Cada vez que meus pais me levavam à loja, nosso Walmart local, eu implorava que me comprassem mais um boneco de ação. Eles evitavam a seção de brinquedos, mas de alguma forma acabávamos lá. Acho que estava viciado – colecionando mais personagens, mais corpos – viciado na expectativa ao ler a descrição no verso da embalagem ou na satisfação ao rasgar a cobertura plástica. Mas acho que estava mais viciado em contar histórias, em criar mundos, histórias de fundo, enredos e ações.

Esta foi uma experiência por excelência de se tornar criativo, de ser outra pessoa, de criar histórias. Quando não estou assistindo às séries ou lendo meus quadrinhos da Marvel, monto meus próprios episódios, assumindo as vozes dos heróis, seus comportamentos, suas atitudes, seus superpoderes.

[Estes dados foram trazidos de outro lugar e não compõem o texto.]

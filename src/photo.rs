//! Stored photo naming scheme.
//!
//! A stored photo is named `{timestamp}-{username}-photo{index}{extension}`,
//! e.g. `1718000000000-alice-photo2.png`. Only names made of exactly three
//! hyphen-separated parts take part in index derivation and lookup.

use std::cmp::Ordering;
use std::path::Path;

const PHOTO_PREFIX: &str = "photo";

/// A directory entry that follows the stored photo naming scheme.
#[derive(Debug, Clone, Copy, PartialEq, Eq)]
pub struct PhotoName<'a> {
    pub timestamp: &'a str,
    pub username: &'a str,
    /// Third component, `photo{index}{extension}`.
    pub tail: &'a str,
}

impl<'a> PhotoName<'a> {
    /// Split an entry name. Returns `None` unless it has exactly three
    /// hyphen-separated parts.
    pub fn parse(name: &'a str) -> Option<Self> {
        let mut parts = name.split('-');
        let (Some(timestamp), Some(username), Some(tail), None) =
            (parts.next(), parts.next(), parts.next(), parts.next())
        else {
            return None;
        };

        Some(Self {
            timestamp,
            username,
            tail,
        })
    }

    /// Index of this photo when it was stored with `extension`.
    pub fn index(&self, extension: &str) -> Option<u32> {
        let digits = self
            .tail
            .strip_prefix(PHOTO_PREFIX)?
            .strip_suffix(extension)?;
        if digits.is_empty() || !digits.bytes().all(|b| b.is_ascii_digit()) {
            return None;
        }

        digits.parse().ok()
    }
}

/// Extension of a file name, leading dot included (`.png`).
///
/// Empty when there is none. Dot-files such as `.profile` have no extension.
pub fn extension(file_name: &str) -> String {
    Path::new(file_name)
        .extension()
        .and_then(|ext| ext.to_str())
        .map(|ext| format!(".{ext}"))
        .unwrap_or_default()
}

/// Next free photo index for `username` and `extension` among `entries`.
///
/// It is one more than the highest index in use, `1` when none is.
pub fn next_index<S: AsRef<str>>(
    entries: &[S],
    username: &str,
    extension: &str,
) -> u32 {
    entries
        .iter()
        .map(|entry| AsRef::<str>::as_ref(entry))
        .filter(|entry| self::extension(entry) == extension)
        .filter_map(PhotoName::parse)
        .filter(|name| name.username == username)
        .filter_map(|name| name.index(extension))
        .max()
        .map_or(1, |max| max.saturating_add(1))
}

/// Build a stored photo file name.
pub fn file_name(
    timestamp: i64,
    username: &str,
    index: u32,
    extension: &str,
) -> String {
    format!("{timestamp}-{username}-{PHOTO_PREFIX}{index}{extension}")
}

/// First stored photo of `username`.
///
/// Entries are ordered by their embedded timestamp, oldest first, so the
/// result does not depend on directory listing order. Entries with a
/// non-numeric timestamp come last, ties are broken by name.
pub fn find_first<'a, S: AsRef<str>>(
    entries: &'a [S],
    username: &str,
) -> Option<&'a str> {
    entries
        .iter()
        .map(|entry| AsRef::<str>::as_ref(entry))
        .filter_map(|entry| PhotoName::parse(entry).map(|name| (entry, name)))
        .filter(|(_, name)| name.username == username)
        .min_by(|(a, a_name), (b, b_name)| {
            let a_time = a_name.timestamp.parse::<u64>().ok();
            let b_time = b_name.timestamp.parse::<u64>().ok();

            let by_time = match (a_time, b_time) {
                (Some(a_time), Some(b_time)) => a_time.cmp(&b_time),
                (Some(_), None) => Ordering::Less,
                (None, Some(_)) => Ordering::Greater,
                (None, None) => Ordering::Equal,
            };
            by_time.then_with(|| a.cmp(b))
        })
        .map(|(entry, _)| entry)
}

#[cfg(test)]
mod tests {
    use super::*;

    #[test]
    fn test_parse() {
        assert_eq!(
            PhotoName::parse("1700-alice-photo2.png"),
            Some(PhotoName {
                timestamp: "1700",
                username: "alice",
                tail: "photo2.png",
            })
        );
        assert_eq!(PhotoName::parse("1700-alice"), None);
        assert_eq!(PhotoName::parse("1700-al-ice-photo2.png"), None);
        assert_eq!(PhotoName::parse("upload-3f2a"), None);
    }

    #[test]
    fn test_index() {
        let name = PhotoName::parse("t1-alice-photo12.png").unwrap();
        assert_eq!(name.index(".png"), Some(12));
        assert_eq!(name.index(".jpg"), None);

        let name = PhotoName::parse("t1-alice-avatar1.png").unwrap();
        assert_eq!(name.index(".png"), None);

        let name = PhotoName::parse("t1-alice-photo.png").unwrap();
        assert_eq!(name.index(".png"), None);

        let name = PhotoName::parse("t1-alice-photo+7.png").unwrap();
        assert_eq!(name.index(".png"), None);
    }

    #[test]
    fn test_next_index_ignores_signed_index() {
        let entries = ["t1-alice-photo2.png", "t2-alice-photo+7.png"];
        assert_eq!(next_index(&entries, "alice", ".png"), 3);
    }

    #[test]
    fn test_extension() {
        assert_eq!(extension("me.png"), ".png");
        assert_eq!(extension("archive.tar.JPG"), ".JPG");
        assert_eq!(extension("README"), "");
        assert_eq!(extension(".profile"), "");
    }

    #[test]
    fn test_next_index_after_highest() {
        let entries = ["t1-alice-photo1.png", "t2-alice-photo3.png"];
        assert_eq!(next_index(&entries, "alice", ".png"), 4);
    }

    #[test]
    fn test_next_index_without_prior_photo() {
        let entries = ["t1-alice-photo1.png"];
        assert_eq!(next_index(&entries, "bob", ".png"), 1);
        assert_eq!(next_index::<&str>(&[], "bob", ".png"), 1);
    }

    #[test]
    fn test_next_index_is_per_extension() {
        let entries = [
            "t1-alice-photo1.png",
            "t2-alice-photo7.jpg",
            "t3-alicia-photo9.png",
            "t4-x-alice-photo20.png",
            "upload-0a1b2c",
        ];
        assert_eq!(next_index(&entries, "alice", ".png"), 2);
        assert_eq!(next_index(&entries, "alice", ".jpg"), 8);
        assert_eq!(next_index(&entries, "alice", ".webp"), 1);
    }

    #[test]
    fn test_file_name() {
        assert_eq!(
            file_name(1718000000000, "alice", 4, ".png"),
            "1718000000000-alice-photo4.png"
        );
    }

    #[test]
    fn test_find_first_missing_user() {
        let entries = ["t1-alice-photo1.png", "t2-carolyn-photo1.png"];
        assert_eq!(find_first(&entries, "carol"), None);
    }

    #[test]
    fn test_find_first_oldest_timestamp() {
        let entries = [
            "300-alice-photo3.png",
            "abc-alice-photo9.png",
            "100-alice-photo1.jpg",
            "200-alice-photo2.png",
            "50-bob-photo1.png",
        ];
        assert_eq!(find_first(&entries, "alice"), Some("100-alice-photo1.jpg"));

        let mut reversed = entries;
        reversed.reverse();
        assert_eq!(find_first(&reversed, "alice"), Some("100-alice-photo1.jpg"));
    }
}
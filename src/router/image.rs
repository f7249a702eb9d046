use axum::extract::{Path, State};
use axum::http::header;
use axum::response::IntoResponse;

use crate::AppState;
use crate::error::Result;

/// Serve the first stored photo of a user.
pub async fn handler(
    State(state): State<AppState>,
    Path(username): Path<String>,
) -> Result<impl IntoResponse> {
    let photo = state.registration.photo(&username).await?;

    Ok(([(header::CONTENT_TYPE, photo.content_type)], photo.bytes))
}
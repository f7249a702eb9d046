mod repository;

pub use repository::*;

use serde::{Deserialize, Serialize};

/// User as saved on database.
#[derive(
    Clone, Debug, Default, PartialEq, Eq, Serialize, Deserialize, sqlx::FromRow,
)]
pub struct User {
    pub username: String,
    pub email: String,
    /// Location of the stored photo in the blob directory.
    pub photo_path: String,
}
//! Shared test fixtures.

use std::io::Cursor;
use std::path::Path;
use std::sync::Arc;

use image::{DynamicImage, ImageFormat, Rgb, RgbImage};
use tempfile::TempDir;

use crate::AppState;
use crate::clock::FixedClock;
use crate::config::{Configuration, Storage};
use crate::registration::RegistrationService;
use crate::storage::LocalDirectory;
use crate::user::MemoryUserStore;

const BOUNDARY: &str = "portrait-test-boundary";
const NOW: i64 = 1_700_000_000_000;

/// Encode a plain PNG.
pub fn png(width: u32, height: u32) -> Vec<u8> {
    let img = RgbImage::from_fn(width, height, |x, y| {
        Rgb([(x % 256) as u8, (y % 256) as u8, 128])
    });
    let mut output = Cursor::new(Vec::new());
    DynamicImage::ImageRgb8(img)
        .write_to(&mut output, ImageFormat::Png)
        .unwrap();
    output.into_inner()
}

/// Temporary photo and staging directories.
pub struct Workspace {
    tmp: TempDir,
}

impl Workspace {
    pub fn new() -> Self {
        Self {
            tmp: tempfile::tempdir().unwrap(),
        }
    }

    pub fn storage(&self) -> Storage {
        Storage {
            directory: self.tmp.path().join("photos"),
            staging: self.tmp.path().join("uploads"),
            ..Storage::default()
        }
    }

    pub fn blobs(&self) -> LocalDirectory {
        let storage = self.storage();
        LocalDirectory::new(storage.directory, storage.staging)
    }

    /// Put an already stored photo in place.
    pub fn add_photo(&self, file_name: &str) {
        let directory = self.storage().directory;
        std::fs::create_dir_all(&directory).unwrap();
        std::fs::write(directory.join(file_name), png(8, 8)).unwrap();
    }

    /// Stored photo names, sorted.
    pub fn photos(&self) -> Vec<String> {
        list(&self.storage().directory)
    }

    /// Application state over this workspace and `users`.
    pub fn state(&self, users: Arc<MemoryUserStore>) -> AppState {
        let mut config = Configuration::default();
        config.storage = self.storage();
        let registration = RegistrationService::new(
            users.clone(),
            Arc::new(self.blobs()),
            Arc::new(FixedClock::new(NOW)),
            &config.storage,
        );

        AppState {
            config: Arc::new(config),
            users,
            registration: Arc::new(registration),
            metrics: None,
        }
    }

    /// Uploads still waiting in the staging directory.
    pub fn staged(&self) -> Vec<String> {
        list(&self.storage().staging)
    }
}

fn list(directory: &Path) -> Vec<String> {
    let Ok(entries) = std::fs::read_dir(directory) else {
        return Vec::new();
    };

    let mut names: Vec<String> = entries
        .map(|entry| entry.unwrap().file_name().into_string().unwrap())
        .collect();
    names.sort();
    names
}

/// One `multipart/form-data` part.
pub struct Part<'a> {
    name: &'a str,
    file_name: Option<&'a str>,
    content: &'a [u8],
}

impl<'a> Part<'a> {
    pub fn text(name: &'a str, value: &'a str) -> Self {
        Self {
            name,
            file_name: None,
            content: value.as_bytes(),
        }
    }

    pub fn file(name: &'a str, file_name: &'a str, content: &'a [u8]) -> Self {
        Self {
            name,
            file_name: Some(file_name),
            content,
        }
    }
}

/// Encode parts, returning the `Content-Type` header and the body.
pub fn multipart(parts: &[Part<'_>]) -> (String, Vec<u8>) {
    let mut body = Vec::new();

    for part in parts {
        body.extend_from_slice(format!("--{BOUNDARY}\r\n").as_bytes());
        match part.file_name {
            Some(file_name) => body.extend_from_slice(
                format!(
                    "Content-Disposition: form-data; name=\"{}\"; filename=\"{file_name}\"\r\n\
                     Content-Type: application/octet-stream\r\n\r\n",
                    part.name
                )
                .as_bytes(),
            ),
            None => body.extend_from_slice(
                format!(
                    "Content-Disposition: form-data; name=\"{}\"\r\n\r\n",
                    part.name
                )
                .as_bytes(),
            ),
        }
        body.extend_from_slice(part.content);
        body.extend_from_slice(b"\r\n");
    }
    body.extend_from_slice(format!("--{BOUNDARY}--\r\n").as_bytes());

    (format!("multipart/form-data; boundary={BOUNDARY}"), body)
}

As figuras de ação eram recriações tridimensionais do desenho animado ou dos quadrinhos. Era como se os personagens estivessem realmente ali comigo, no meu mundo. Eu enfrentaria o Homem-Aranha contra o Incrível Hulk, gritando, Hulk esmaga! Bam! Ka-pow! Que pena! na minha melhor voz onomatopaica e jogando o Aranha para o outro lado da sala. Durante um intervalo, eu corria para comer um sanduíche de manteiga de amendoim com um copo grande de leite. Eu o colocaria no meu quarto e ofereceria uma mordida para o Hulk. Fingíamos, e então ele dizia: Beber leite fortalece os ossos, torna o Hulk forte. Seja forte como o Hulk. Então, eu sempre bebia meu leite, esperando que ele transformasse meus braços de espaguete nos bíceps gigantes e protuberantes da estatueta do Incrível Hulk. Muitas vezes me comparei a esses super-heróis – sentindo seus músculos plásticos com os dedos, traçando as estrias, a definição – e depois fazendo a mesma coisa no meu corpo: meu peito côncavo, minhas costelas que pensei serem oblíquas, minha clavícula em forma de régua. , do jeito que minhas pernas eram lápis e meus braços eram chumbo. E eu me olhava no espelho, me flexionando, desejando ser um deles.